Overexpression of gastric leptin precedes adipocyte leptin during high-fat diet and is linked to 5HT-containing enterochromaffin cells.

OBJECTIVES: In obesity, while hyperleptinemia highly correlates with excess fat mass, the status of gastric leptin remains unknown. Here, we investigated the expression of leptin in stomach biopsies of obese humans and analyzed the temporal changes of gastric leptin expression in response to diet-induced obesity and its impact on 5-hydroxytryptamine (5HT)-producing cells.
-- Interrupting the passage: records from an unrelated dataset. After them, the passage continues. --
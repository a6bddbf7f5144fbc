use std::collections::VecDeque;

pub const DEFAULT_UNDO_LIMIT: usize = 40;

/// Bounded undo/redo history of document snapshots.
///
/// `present` can move ahead of the last recorded snapshot through
/// uncommitted updates; the next commit records the last committed
/// value, so intermediate states never show up in the undo stack.
#[derive(Debug, Clone)]
pub struct History<T: Clone> {
    past: VecDeque<T>,
    present: T,
    future: Vec<T>,
    latest_committed: T,
    limit: usize,
}

impl<T: Clone> History<T> {
    pub fn new(present: T, limit: usize) -> Self {
        Self {
            past: VecDeque::new(),
            latest_committed: present.clone(),
            present,
            future: Vec::new(),
            limit: limit.max(1),
        }
    }

    pub fn present(&self) -> &T {
        &self.present
    }

    /// Replaces the present. Only `commit` updates create an undo step.
    pub fn record(&mut self, next: T, commit: bool) {
        if commit {
            let previous = std::mem::replace(&mut self.latest_committed, next.clone());
            self.past.push_back(previous);
            while self.past.len() > self.limit {
                self.past.pop_front();
            }
            self.future.clear();
        }
        self.present = next;
    }

    pub fn undo(&mut self) -> bool {
        let Some(previous) = self.past.pop_back() else {
            return false;
        };
        self.present = previous.clone();
        let committed = std::mem::replace(&mut self.latest_committed, previous);
        self.future.push(committed);
        true
    }

    pub fn redo(&mut self) -> bool {
        let Some(next) = self.future.pop() else {
            return false;
        };
        let current = std::mem::replace(&mut self.latest_committed, next.clone());
        self.past.push_back(current);
        self.present = next;
        true
    }

    pub fn can_undo(&self) -> bool {
        !self.past.is_empty()
    }

    pub fn can_redo(&self) -> bool {
        !self.future.is_empty()
    }

    pub fn undo_count(&self) -> usize {
        self.past.len()
    }

    pub fn redo_count(&self) -> usize {
        self.future.len()
    }

    /// Drops all history and starts over from `present`.
    pub fn reset(&mut self, present: T) {
        self.past.clear();
        self.future.clear();
        self.latest_committed = present.clone();
        self.present = present;
    }
}

#[cfg(test)]
mod tests {
    use super::*;

    #[test]
    fn undo_redo_round_trip() {
        let mut h = History::new(0, 10);
        h.record(1, true);
        h.record(2, true);
        assert!(h.undo());
        assert_eq!(*h.present(), 1);
        assert!(h.undo());
        assert_eq!(*h.present(), 0);
        assert!(!h.undo());
        assert!(h.redo());
        assert!(h.redo());
        assert_eq!(*h.present(), 2);
        assert!(!h.redo());
    }

    #[test]
    fn previews_are_not_undo_steps() {
        let mut h = History::new(0, 10);
        h.record(1, false);
        h.record(2, false);
        h.record(3, true);
        assert_eq!(h.undo_count(), 1);
        assert!(h.undo());
        assert_eq!(*h.present(), 0);
    }

    #[test]
    fn redo_restores_committed_state_not_preview() {
        let mut h = History::new("a", 10);
        h.record("b", true);
        h.record("c", false);
        assert!(h.undo());
        assert_eq!(*h.present(), "a");
        assert!(h.redo());
        assert_eq!(*h.present(), "b");
        assert!(h.can_undo());
        assert!(!h.can_redo());
    }

    #[test]
    fn commit_clears_redo() {
        let mut h = History::new(0, 10);
        h.record(1, true);
        h.undo();
        assert!(h.can_redo());
        h.record(5, true);
        assert!(!h.can_redo());
    }

    #[test]
    fn depth_is_bounded() {
        let mut h = History::new(0, 3);
        for i in 1..=10 {
            h.record(i, true);
        }
        assert_eq!(h.undo_count(), 3);
        while h.undo() {}
        assert_eq!(*h.present(), 7);
    }
}
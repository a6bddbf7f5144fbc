use crate::model::Cue;

/// Index of the cue that covers `time_ms`, or of the closest upcoming one.
///
/// `cues` must be sorted by start. Cues of one track may overlap, so after
/// the binary search the index moves back to the earliest earlier cue that
/// has not ended yet, even when shorter cues in between are already over.
/// The result is the earliest cue a forward scan must consider.
/// Out-of-range times clamp to the last index, and an empty slice gives 0.
pub fn find_closest_caption(cues: &[Cue], time_ms: i64) -> usize {
    if cues.is_empty() {
        return 0;
    }

    let mut lo = 0;
    let mut hi = cues.len();
    let mut found = None;
    while lo < hi {
        let mid = lo + (hi - lo) / 2;
        let cue = &cues[mid];
        if time_ms < cue.start_ms {
            hi = mid;
        } else if time_ms > cue.end_ms {
            lo = mid + 1;
        } else {
            found = Some(mid);
            break;
        }
    }

    let index = found.unwrap_or(lo).min(cues.len() - 1);
    cues[..index]
        .iter()
        .position(|c| c.end_ms >= time_ms)
        .unwrap_or(index)
}

#[cfg(test)]
mod tests {
    use super::*;

    fn cues(ranges: &[(i64, i64)]) -> Vec<Cue> {
        ranges.iter().map(|&(s, e)| Cue::new(s, e, "")).collect()
    }

    #[test]
    fn finds_containing_cue() {
        let track = cues(&[(0, 999), (1_000, 1_999), (2_000, 2_999)]);
        assert_eq!(find_closest_caption(&track, 1_500), 1);
        assert_eq!(find_closest_caption(&track, 0), 0);
        assert_eq!(find_closest_caption(&track, 2_999), 2);
    }

    #[test]
    fn past_the_end_clamps_to_last() {
        let track = cues(&[(0, 999), (1_000, 1_999), (2_000, 2_999)]);
        assert_eq!(find_closest_caption(&track, 50_000), 2);
    }

    #[test]
    fn gap_selects_upcoming_cue() {
        let track = cues(&[(0, 999), (3_000, 3_999), (5_000, 5_999)]);
        assert_eq!(find_closest_caption(&track, 1_500), 1);
        assert_eq!(find_closest_caption(&track, 4_500), 2);
    }

    #[test]
    fn overlap_walks_back_to_earliest() {
        let track = cues(&[(0, 2_000), (1_000, 1_500)]);
        assert_eq!(find_closest_caption(&track, 1_200), 0);

        let chain = cues(&[(0, 3_000), (1_000, 2_500), (2_000, 2_200)]);
        assert_eq!(find_closest_caption(&chain, 2_100), 0);
    }

    #[test]
    fn long_cue_behind_finished_short_one() {
        let track = cues(&[(0, 5_000), (1_000, 1_100), (2_000, 2_500)]);
        assert_eq!(find_closest_caption(&track, 2_200), 0);
        assert_eq!(find_closest_caption(&track, 1_050), 0);
    }

    #[test]
    fn empty_track() {
        assert_eq!(find_closest_caption(&[], 100), 0);
    }
}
METHODS: Enterochromaffin (EC) cells and expression of leptin, PAX4 (critical factor for EC specification), tryptophane hydroxylase-1 (TPH1, the peripheral rate-limiting enzyme for 5HT) and 5HT were examined by immunofluorescence, quantitative real-time PCR, radioimmunoassay, respectively, in stomach and duodenum biopsies from 19 obese and 14 normo-weighed individuals, and in mucosa scrapings from C57Bl6/J diet-induced obese mice, leptin-deficient ob/ob mice and intestine-specific leptin receptor isoform B-deficient mice. RESULTS: Gastric mucosa of obese subjects displays an increased expression of leptin (LEP mRNA by fivefold and protein by twofold, P<0.01), TPH1 ((1.75-2.73, 95% confidence interval (CI)) vs (0.38-0.67, 95% CI); P<0.01) and PAX4 ((1.33-2.11, 95%CI) vs (0.62-0.81, 95% CI); P<0.01) as compared with normo-weighed individuals. In diet-induced obese mice, the overexpressions of gastric leptin, antral Pax4, Tph1 and increased EC cell number occurred before the onset of obesity and hyperleptinemia (reflect of adipocyte leptin production). In addition, leptin deficiency was associated with reduced Pax4 mRNA, whereas oral leptin treatment enhanced both Tph1 and Pax4 mRNA. Finally, mice with an intestine-specific deletion of leptin signaling exhibit significant decrease in duodenal mucosa 5HT content. CONCLUSIONS: These data demonstrate that gastric leptin is upregulated in obese individuals. RESULTS from high-fat diet mice showed that overexpression of gastric leptin that is linked to gut '5HT pathway' occurred before the onset of obesity and expansion of fat mass. This may be relevant in the pathophysiology of obesity.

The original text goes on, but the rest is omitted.